The initiative, from the London Consultants Association (LCA), will be aimed at current independent practitioners and younger new entrants.
Dr Mark Vanderpump
LCA chairman Dr Mark Vanderpump said: ‘We are keen to help existing consultants re-establish themselves to continue to deliver expert care within the private sector post-pandemic’.
He is heading the development of a programme building on existing offerings such as popular medico-legal training sessions, which will now include some virtual sessions.
A mentoring programme for younger consultants is also underway. This will give new members access to established consultants in their own specialty to receive support during these testing times for independent practitioners’ businesses.
Full-time private doctors are among the thousands of firms seeking Government loans to try and survive the pandemic.
Once lockdown is relaxed, the LCA plans to run evening meetings to specifically address consultants’ needs in a changing and untested environment.
New business models
It said consideration would also be given to new business models that allowed consultants to drive their own quality agenda and maintain their professional autonomy. The pros and cons of employment models will also be looked at.

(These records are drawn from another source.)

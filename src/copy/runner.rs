//! Worker lifecycle: staged thread start, join, and post-copy cache sync.
//!
//! One bootstrap worker runs first to shake out infant-retryable conditions
//! (unit attentions from a fresh open, share setup failures); once it signals
//! the ordering condvar the remaining workers start.

use crate::copy::state::GlobalState;
use crate::copy::worker;
use crate::error::Category;
use crate::filetype::FileKind;
use crate::scsi::cmds;
use std::sync::Arc;
use tracing::{debug, warn};

/// Run the copy across `num_threads` workers and wait for all of them.
pub fn run_copy(gs: &Arc<GlobalState>, num_threads: usize) {
    {
        let out_c = gs.out_side.lock().unwrap();
        if out_c.rem <= 0 || num_threads == 0 {
            return;
        }
    }

    let mut handles = Vec::with_capacity(num_threads);

    // Run one worker first and hold the output mutex until it signals the
    // ordering condvar (first segment gated, or thread exit).
    let guard = gs.out_side.lock().unwrap();
    let gs0 = gs.clone();
    let h0 = std::thread::Builder::new()
        .name("sgdd-worker-0".into())
        .spawn(move || worker::run(gs0, 0))
        .expect("spawn worker thread");
    handles.push(h0);
    let guard = gs.out_order.wait(guard).unwrap();
    drop(guard);

    for id in 1..num_threads {
        let gsn = gs.clone();
        let h = std::thread::Builder::new()
            .name(format!("sgdd-worker-{id}"))
            .spawn(move || worker::run(gsn, id))
            .expect("spawn worker thread");
        handles.push(h);
    }

    for (id, h) in handles.into_iter().enumerate() {
        if h.join().is_err() {
            warn!(tid = id, "worker thread panicked");
            gs.note_exit(Category::Other);
            gs.stop_and_broadcast();
        } else {
            debug!(tid = id, "worker thread terminated");
        }
    }
}

/// SYNCHRONIZE CACHE on the sg outputs, retrying once on unit attention.
pub fn sync_caches(gs: &GlobalState) {
    if gs.out_kind == FileKind::Sg {
        sync_one(gs.out_fd, "output");
    }
    if gs.out2_kind == FileKind::Sg {
        if let Some(fd) = gs.out2_fd {
            sync_one(fd, "second output");
        }
    }
}

fn sync_one(fd: i32, which: &str) {
    eprintln!(">> Synchronizing cache on {which}");
    match cmds::sync_cache(fd) {
        Ok(()) => {}
        Err(e) if e.is_unit_attention() => {
            warn!(which, "unit attention on cache sync, retrying");
            if let Err(e) = cmds::sync_cache(fd) {
                warn!(which, error = %e, "unable to synchronize cache");
            }
        }
        Err(e) => warn!(which, error = %e, "unable to synchronize cache"),
    }
}
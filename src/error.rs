//! Process-level error taxonomy and exit categories.
//!
//! The copy engine reports problems as a [`Category`]; the first non-clean
//! category recorded wins and becomes the process exit status, following the
//! numbering convention of the SCSI status categories used by sg utilities.

use thiserror::Error;

/// Exit-status categories. The numeric values are the wire-compatible exit
/// codes scripts expect from sg-family dd tools.
#[derive(Debug, Clone, Copy, PartialEq, Eq)]
#[repr(i32)]
pub enum Category {
    /// Full success.
    Clean = 0,
    /// Bad command-line operands or contradictory flags.
    SyntaxError = 1,
    /// Device reports NOT READY sense.
    NotReady = 2,
    /// Medium or hardware error sense.
    MediumHard = 3,
    /// ILLEGAL REQUEST sense.
    IllegalRequest = 5,
    /// UNIT ATTENTION sense (retryable).
    UnitAttention = 6,
    /// Device does not implement the command.
    InvalidOp = 9,
    /// ABORTED COMMAND sense (retryable).
    AbortedCommand = 11,
    /// Could not open or stat a file.
    FileError = 15,
    /// Recovered error sense (logged, treated as success).
    Recovered = 21,
    /// Anything else, including an interrupted copy with blocks remaining.
    Other = 99,
}

impl Category {
    /// Exit code for the process.
    #[inline]
    pub fn exit_code(self) -> i32 {
        self as i32
    }

    /// True for completions that should be retried on the same segment.
    #[inline]
    pub fn is_retryable(self) -> bool {
        matches!(self, Category::AbortedCommand | Category::UnitAttention)
    }

    /// True for completions the copy may treat as success.
    #[inline]
    pub fn is_clean(self) -> bool {
        matches!(self, Category::Clean | Category::Recovered)
    }
}

/// Errors raised while validating operands and opening files, before any
/// worker thread exists.
#[derive(Debug, Error)]
pub enum SetupError {
    #[error("{0}")]
    Syntax(String),

    #[error("could not open {path}: {source}")]
    Open {
        path: String,
        source: std::io::Error,
    },

    #[error("could not position {path} to block {blk}: {source}")]
    Seek {
        path: String,
        blk: i64,
        source: std::io::Error,
    },

    #[error("unable to access {0}")]
    Access(String),

    #[error("sg tape devices are not supported: {0}")]
    TapeDevice(String),

    #[error("sg device setup failed on {path}: {reason}")]
    SgPrepare { path: String, reason: String },

    #[error("couldn't calculate a block count, please give one")]
    CountUnknown,
}

impl SetupError {
    /// Map a setup failure onto its exit category.
    pub fn category(&self) -> Category {
        match self {
            SetupError::Syntax(_) => Category::SyntaxError,
            SetupError::CountUnknown => Category::Other,
            _ => Category::FileError,
        }
    }
}
//! Classical dd statistics: `full+partial records in/out`, plus elapsed
//! time and throughput.

use crate::copy::state::GlobalState;
use std::time::Instant;

/// Snapshot of the counters needed for reporting; taken with one short lock
/// per side.
#[derive(Debug, Clone, Copy)]
pub struct Snapshot {
    pub in_rem: i64,
    pub in_partial: u32,
    pub out_rem: i64,
    pub out_partial: u32,
    pub dio_incomplete: u32,
    pub resid_sum: i64,
}

impl Snapshot {
    pub fn take(gs: &GlobalState) -> Self {
        let (in_rem, in_partial, in_dio, in_resid) = {
            let c = gs.in_side.lock().unwrap();
            (c.rem, c.partial, c.dio_incomplete, c.resid_sum)
        };
        let (out_rem, out_partial, out_dio, out_resid) = {
            let c = gs.out_side.lock().unwrap();
            (c.rem, c.partial, c.dio_incomplete, c.resid_sum)
        };
        Self {
            in_rem,
            in_partial,
            out_rem,
            out_partial,
            dio_incomplete: in_dio + out_dio,
            resid_sum: in_resid + out_resid,
        }
    }
}

/// Print the dd-style record counts to stderr. `prefix` indents progress
/// reports.
pub fn print_stats(prefix: &str, gs: &GlobalState) {
    let snap = Snapshot::take(gs);
    if snap.out_rem != 0 {
        eprintln!("  remaining block count={}", snap.out_rem);
    }
    let infull = gs.total - snap.in_rem;
    eprintln!(
        "{prefix}{}+{} records in",
        infull - i64::from(snap.in_partial),
        snap.in_partial
    );
    let outfull = gs.total - snap.out_rem;
    eprintln!(
        "{prefix}{}+{} records out",
        outfull - i64::from(snap.out_partial),
        snap.out_partial
    );
}

/// Print elapsed wall time and the derived MB/s figure.
pub fn print_throughput(gs: &GlobalState, start: Instant, continuing: bool) {
    let elapsed = start.elapsed();
    let secs = elapsed.as_secs_f64();
    let out_rem = gs.out_side.lock().unwrap().rem;
    let bytes = gs.bs as f64 * (gs.total - out_rem) as f64;
    let verb = if continuing { "so far" } else { "was" };
    if secs > 0.00001 && bytes > 511.0 {
        eprintln!(
            "time to transfer data {verb} {secs:.6} secs, {:.2} MB/sec",
            bytes / (secs * 1_000_000.0)
        );
    } else {
        eprintln!("time to transfer data {verb} {secs:.6} secs");
    }
}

Dr Vanderpump told Independent Practitioner Today: ‘The LCA is alert to the potential impact of this emergency on private practice.
‘We are optimistic that a new medical professionalism can be established to allow the NHS and private sector to work in a complementary and seamless manner for the benefit of patients.’
Although the international market will be severely hit by health and travel restrictions for the foreseeable future, the LCA expects this to recover as foreign patients seeking tertiary care return to the capital’s private sector expertise.
It believes it is therefore important that the sector maintains its profile and senior consultants return to practice.
The LCA considers that corporate medical insurance policies will be dropped by some small and mid-sized companies who are struggling to make themselves profitable again.
But this, plus longer NHS waiting lists, will mean a self-pay upsurge.
Specialist medical accountant Ray Stanbridge commented: ‘There’s a huge pent-up demand for private practice and even though it has been pretty awful for some consultants, I think it is going to boom away.
‘I think it is going to bounce back very strongly; it might even emerge stronger out of it. For independent practitioners now, it is a question of being positive. Some have been quite depressed, but economic cycles come and go. I’d advise them to be positive and trust in their own particular skills.’
A surge in self-pay patients who do not wish to wait for their turn on extended NHS waiting lists is also predicted by the Federation of Independent Practitioner Organisations (FIPO).
Private practice business expert Jane Braithwaite, writing in this issue (see ‘Lockdown is the time to plan for the future’), said: ‘Private practice income has dropped to negligible levels in the last two months and, from a business perspective, this is devastating for many.
‘But things will get better quickly once private hospitals re-open and the lockdown is lifted. Private practice will see a rapid increase in activity levels.’